IRELAND
Galway Advertiser
Editorial
February 07, 2013
In an Ireland in which the only colours were black and white, when even the sunshine seemed a distant grey, hope was a rare commodity. And for those who were robbed of their innocence by circumstance and robbed of their freedom by a lack of compassion, days like this week must have seemed a million years away. When life seems on the verge of beating you down, you fall back on family, friends, beliefs, and authority figures.

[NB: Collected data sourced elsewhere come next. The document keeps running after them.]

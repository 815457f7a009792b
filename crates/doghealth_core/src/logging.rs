//! Logging bootstrap for core and its hosts.
//!
//! # Responsibility
//! - Start rotating file logs once per process.
//! - Capture panics as metadata-only log lines.
//!
//! # Invariants
//! - Re-initialization with identical settings is a no-op.
//! - Re-initialization with a different level or directory is rejected.
//! - Initialization never panics.
//! - Log lines carry ids, counts and statuses; never names or descriptions.

use flexi_logger::{Cleanup, Criterion, FileSpec, Logger, LoggerHandle, Naming, WriteMode};
use log::{error, info};
use once_cell::sync::OnceCell;
use std::error::Error;
use std::fmt::{Display, Formatter};
use std::path::{Path, PathBuf};
use std::str::FromStr;

const LOG_FILE_BASENAME: &str = "doghealth";
const MAX_LOG_FILE_SIZE_BYTES: u64 = 10 * 1024 * 1024;
const MAX_LOG_FILES: usize = 5;
const MAX_PANIC_PAYLOAD_CHARS: usize = 160;

static LOGGING_STATE: OnceCell<LoggingState> = OnceCell::new();
static PANIC_HOOK_INSTALLED: OnceCell<()> = OnceCell::new();

struct LoggingState {
    level: LogLevel,
    log_dir: PathBuf,
    _logger: LoggerHandle,
}

/// Supported log verbosity levels.
#[derive(Debug, Clone, Copy, PartialEq, Eq, PartialOrd, Ord)]
pub enum LogLevel {
    Trace,
    Debug,
    Info,
    Warn,
    Error,
}

impl LogLevel {
    /// Default level for the current build mode: `debug` or `info`.
    pub fn build_default() -> Self {
        if cfg!(debug_assertions) {
            Self::Debug
        } else {
            Self::Info
        }
    }

    pub fn as_str(self) -> &'static str {
        match self {
            Self::Trace => "trace",
            Self::Debug => "debug",
            Self::Info => "info",
            Self::Warn => "warn",
            Self::Error => "error",
        }
    }
}

impl Display for LogLevel {
    fn fmt(&self, f: &mut Formatter<'_>) -> std::fmt::Result {
        f.write_str(self.as_str())
    }
}

impl FromStr for LogLevel {
    type Err = LoggingError;

    fn from_str(value: &str) -> Result<Self, Self::Err> {
        match value.trim().to_ascii_lowercase().as_str() {
            "trace" => Ok(Self::Trace),
            "debug" => Ok(Self::Debug),
            "info" => Ok(Self::Info),
            "warn" | "warning" => Ok(Self::Warn),
            "error" => Ok(Self::Error),
            other => Err(LoggingError::UnsupportedLevel(other.to_string())),
        }
    }
}

/// Logging setup failure.
#[derive(Debug)]
pub enum LoggingError {
    UnsupportedLevel(String),
    /// Log directory is blank or not absolute.
    InvalidDirectory(PathBuf),
    CreateDirectory { path: PathBuf, source: std::io::Error },
    Backend(flexi_logger::FlexiLoggerError),
    /// Logging is already active with other settings.
    AlreadyInitialized { level: LogLevel, log_dir: PathBuf },
}

impl Display for LoggingError {
    fn fmt(&self, f: &mut Formatter<'_>) -> std::fmt::Result {
        match self {
            Self::UnsupportedLevel(level) => write!(
                f,
                "unsupported log level `{level}`; expected trace|debug|info|warn|error"
            ),
            Self::InvalidDirectory(path) => {
                write!(f, "log directory must be an absolute path, got `{}`", path.display())
            }
            Self::CreateDirectory { path, source } => {
                write!(f, "failed to create log directory `{}`: {source}", path.display())
            }
            Self::Backend(err) => write!(f, "failed to start logger: {err}"),
            Self::AlreadyInitialized { level, log_dir } => write!(
                f,
                "logging already initialized with level `{level}` at `{}`; refusing to switch",
                log_dir.display()
            ),
        }
    }
}

impl Error for LoggingError {
    fn source(&self) -> Option<&(dyn Error + 'static)> {
        match self {
            Self::CreateDirectory { source, .. } => Some(source),
            Self::Backend(err) => Some(err),
            _ => None,
        }
    }
}

/// Starts file logging at `level` into `log_dir`.
///
/// # Errors
/// - `InvalidDirectory` when `log_dir` is empty or relative.
/// - `AlreadyInitialized` when logging runs with different settings.
/// - `CreateDirectory` / `Backend` when the logger cannot start.
pub fn init_logging(level: LogLevel, log_dir: &Path) -> Result<(), LoggingError> {
    if log_dir.as_os_str().is_empty() || !log_dir.is_absolute() {
        return Err(LoggingError::InvalidDirectory(log_dir.to_path_buf()));
    }

    let state = LOGGING_STATE.get_or_try_init(|| start_logger(level, log_dir))?;
    if state.level != level || state.log_dir != log_dir {
        return Err(LoggingError::AlreadyInitialized {
            level: state.level,
            log_dir: state.log_dir.clone(),
        });
    }
    Ok(())
}

/// Active `(level, log_dir)`, or `None` before [`init_logging`] succeeded.
pub fn logging_status() -> Option<(LogLevel, PathBuf)> {
    LOGGING_STATE
        .get()
        .map(|state| (state.level, state.log_dir.clone()))
}

fn start_logger(level: LogLevel, log_dir: &Path) -> Result<LoggingState, LoggingError> {
    std::fs::create_dir_all(log_dir).map_err(|source| LoggingError::CreateDirectory {
        path: log_dir.to_path_buf(),
        source,
    })?;

    let logger = Logger::try_with_str(level.as_str())
        .map_err(LoggingError::Backend)?
        .log_to_file(
            FileSpec::default()
                .directory(log_dir)
                .basename(LOG_FILE_BASENAME),
        )
        .rotate(
            Criterion::Size(MAX_LOG_FILE_SIZE_BYTES),
            Naming::Numbers,
            Cleanup::KeepLogFiles(MAX_LOG_FILES),
        )
        .write_mode(WriteMode::BufferAndFlush)
        .append()
        .format_for_files(flexi_logger::detailed_format)
        .start()
        .map_err(LoggingError::Backend)?;

    install_panic_hook_once();

    info!(
        "event=app_start module=core status=ok platform={} version={}",
        std::env::consts::OS,
        env!("CARGO_PKG_VERSION")
    );
    info!("event=logging_init module=core status=ok level={level}");

    Ok(LoggingState {
        level,
        log_dir: log_dir.to_path_buf(),
        _logger: logger,
    })
}

fn install_panic_hook_once() {
    PANIC_HOOK_INSTALLED.get_or_init(|| {
        let previous_hook = std::panic::take_hook();
        std::panic::set_hook(Box::new(move |info| {
            let summary = PanicSummary::from_info(info);
            error!(
                "event=panic_captured module=core status=error location={} payload={}",
                summary.location, summary.message
            );
            previous_hook(info);
        }));
    });
}

/// Log-safe view of a panic: source location plus a one-line, capped message.
struct PanicSummary {
    location: String,
    message: String,
}

impl PanicSummary {
    fn from_info(info: &std::panic::PanicHookInfo<'_>) -> Self {
        let location = match info.location() {
            Some(location) => format!("{}:{}", location.file(), location.line()),
            None => "unknown".to_string(),
        };

        let payload = info.payload();
        let message = if let Some(text) = payload.downcast_ref::<&str>() {
            *text
        } else if let Some(text) = payload.downcast_ref::<String>() {
            text.as_str()
        } else {
            "<non-string payload>"
        };

        Self {
            location,
            message: one_line_capped(message, MAX_PANIC_PAYLOAD_CHARS),
        }
    }
}

/// Replaces line breaks with spaces and keeps at most `max_chars`
/// characters, marking a cut with `...`.
fn one_line_capped(value: &str, max_chars: usize) -> String {
    let mut line = String::with_capacity(value.len().min(max_chars) + 3);
    for (index, ch) in value.chars().enumerate() {
        if index == max_chars {
            line.push_str("...");
            break;
        }
        line.push(if matches!(ch, '\n' | '\r') { ' ' } else { ch });
    }
    line
}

To be rejected and betrayed by all four is a nightmare from which ten thousand young Irish women must have felt they would never awaken. When these young women found themselves within the walls of the Magdalene Laundries, not many of them knew exactly why they were there. It was not a prison, but it had four walls through which it was impossible to pass. It was not paid employment, because there was no pay and no pension. And so they were led to believe that it was some form of moral punishment for a perceived wrong they had done. And lest they got any notions about the rights of this wrong, they were subjected to emotional abuse to strip them of their pride, their dignity, and of their right to call themselves decent Irish women.
The story of the Magdalene Laundry is not something that is looked upon with pride by any community, even here in Galway where it is only in the last decade that there has been any semi-official acceptance that what went on was callous, conceived, co-ordinated, and concealed.